Nothing is needed except the lines below that run from the one with "use crate::document::DocumentSurface;" through the one with "impl<D: DocumentSurface> ThemeCore<D>", repeated exactly.

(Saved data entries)

....................

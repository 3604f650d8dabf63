//! Theme manager — the control surface other page code is handed.
//!
//! Owns the held descriptor, the document it is applied to and the watcher.
//! Construct one per page view and pass it (it is cheap to clone) to whatever
//! needs to refresh or inspect the theme.

use crate::document::DocumentSurface;
use crate::theme::applier::{self, STYLE_VARIABLES};
use crate::theme::config::{OutagePolicy, ThemeClientConfig};
use crate::theme::descriptor::{ThemeColors, ThemeDescriptor};
use crate::theme::error::Result;
use crate::theme::events::{ChangeReason, ThemeChangeEvent};
use crate::theme::loader::ThemeLoader;
use crate::theme::watcher::ThemeWatcher;
use serde::Serialize;
use std::collections::BTreeMap;
use std::sync::atomic::{AtomicBool, Ordering};
use std::sync::Arc;
use tokio::sync::{broadcast, Mutex, RwLock};

const EVENT_CAPACITY: usize = 16;

/// State shared between the manager and its watcher.
pub(crate) struct ThemeCore<D> {
    pub(crate) loader: ThemeLoader,
    pub(crate) outage_policy: OutagePolicy,
    current: RwLock<Option<Arc<ThemeDescriptor>>>,
    document: Mutex<D>,
    events: broadcast::Sender<ThemeChangeEvent>,
}

impl<D: DocumentSurface> ThemeCore<D> {
    /// Swap in `theme` and apply it. Unless `force` is set, a theme equal to
    /// the held one is dropped without touching the document.
    ///
    /// The document lock is held across compare, swap and apply so the
    /// document always reflects the held descriptor.
    pub(crate) async fn commit(
        &self,
        theme: ThemeDescriptor,
        reason: ChangeReason,
        force: bool,
    ) -> bool {
        let mut document = self.document.lock().await;
        let mut current = self.current.write().await;

        if !force && current.as_deref() == Some(&theme) {
            return false;
        }

        let theme = Arc::new(theme);
        *current = Some(theme.clone());
        drop(current);

        applier::apply(&theme, &mut *document);
        drop(document);

        tracing::info!(%reason, "theme updated");
        let _ = self.events.send(ThemeChangeEvent::new(reason, theme));
        true
    }
}

/// Snapshot of what the page currently shows, for debugging.
#[derive(Debug, Clone, Serialize)]
pub struct ThemeDebugInfo {
    pub loaded: bool,
    pub watcher_running: bool,
    pub colors: Option<ThemeColors>,
    /// Styling variables as read back from the document.
    pub variables: BTreeMap<String, Option<String>>,
}

pub struct ThemeManager<D> {
    core: Arc<ThemeCore<D>>,
    watcher: ThemeWatcher<D>,
    initialized: Arc<AtomicBool>,
}

impl<D> Clone for ThemeManager<D> {
    fn clone(&self) -> Self {
        Self {
            core: self.core.clone(),
            watcher: self.watcher.clone(),
            initialized: self.initialized.clone(),
        }
    }
}

impl<D: DocumentSurface + 'static> ThemeManager<D> {
    pub fn new(config: &ThemeClientConfig, document: D) -> Result<Self> {
        let loader = ThemeLoader::new(config)?;
        Ok(Self::with_loader(config, loader, document))
    }

    /// Build around an existing loader; the loader's endpoint wins over
    /// `config.endpoint`.
    pub fn with_loader(config: &ThemeClientConfig, loader: ThemeLoader, document: D) -> Self {
        let (events, _) = broadcast::channel(EVENT_CAPACITY);
        let core = Arc::new(ThemeCore {
            loader,
            outage_policy: config.outage_policy,
            current: RwLock::new(None),
            document: Mutex::new(document),
            events,
        });
        let watcher = ThemeWatcher::new(core.clone(), config.poll_interval());
        Self {
            core,
            watcher,
            initialized: Arc::new(AtomicBool::new(false)),
        }
    }

    /// Bootstrap: install base styles, load, apply, start the watcher.
    /// Runs once per manager; returns `false` on repeat calls.
    pub async fn init(&self) -> bool {
        if self.initialized.swap(true, Ordering::SeqCst) {
            tracing::warn!("theme manager already initialized");
            return false;
        }

        {
            let mut document = self.core.document.lock().await;
            applier::install_base_styles(&mut *document);
        }

        let theme = self.core.loader.load().await;
        self.core.commit(theme, ChangeReason::Bootstrap, true).await;
        self.watcher.start();
        true
    }

    /// Load and apply unconditionally, bypassing the equality check.
    pub async fn refresh(&self) -> Arc<ThemeDescriptor> {
        let theme = self.core.loader.load().await;
        self.core.commit(theme, ChangeReason::Refresh, true).await;
        // Another writer may have landed in between; report what is held now.
        self.current()
            .await
            .unwrap_or_else(|| Arc::new(ThemeDescriptor::default()))
    }

    /// The held descriptor, `None` before the first load.
    pub async fn current(&self) -> Option<Arc<ThemeDescriptor>> {
        self.core.current.read().await.clone()
    }

    pub fn subscribe(&self) -> broadcast::Receiver<ThemeChangeEvent> {
        self.core.events.subscribe()
    }

    pub fn watcher(&self) -> &ThemeWatcher<D> {
        &self.watcher
    }

    pub fn stop(&self) {
        self.watcher.stop();
    }

    /// Run `f` with exclusive access to the document.
    pub async fn with_document<R>(&self, f: impl FnOnce(&mut D) -> R) -> R {
        let mut document = self.core.document.lock().await;
        f(&mut *document)
    }

    pub async fn debug_info(&self) -> ThemeDebugInfo {
        let current = self.current().await;
        let variables: BTreeMap<String, Option<String>> = self
            .with_document(|doc| {
                STYLE_VARIABLES
                    .iter()
                    .map(|name| (name.to_string(), doc.root_variable(name)))
                    .collect()
            })
            .await;

        ThemeDebugInfo {
            loaded: current.is_some(),
            watcher_running: self.watcher.is_running(),
            colors: current.map(|theme| theme.colors.clone()),
            variables,
        }
    }
}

....................

• **Solution to the exercise**:
use crate::document::DocumentSurface;
use crate::theme::applier::{self, STYLE_VARIABLES};
use crate::theme::config::{OutagePolicy, ThemeClientConfig};
use crate::theme::descriptor::{ThemeColors, ThemeDescriptor};
use crate::theme::error::Result;
use crate::theme::events::{ChangeReason, ThemeChangeEvent};
use crate::theme::loader::ThemeLoader;
use crate::theme::watcher::ThemeWatcher;
use serde::Serialize;
use std::collections::BTreeMap;
use std::sync::atomic::{AtomicBool, Ordering};
use std::sync::Arc;
use tokio::sync::{broadcast, Mutex, RwLock};

const EVENT_CAPACITY: usize = 16;

/// State shared between the manager and its watcher.
pub(crate) struct ThemeCore<D> {
    pub(crate) loader: ThemeLoader,
    pub(crate) outage_policy: OutagePolicy,
    current: RwLock<Option<Arc<ThemeDescriptor>>>,
    document: Mutex<D>,
    events: broadcast::Sender<ThemeChangeEvent>,
}

impl<D: DocumentSurface> ThemeCore<D> {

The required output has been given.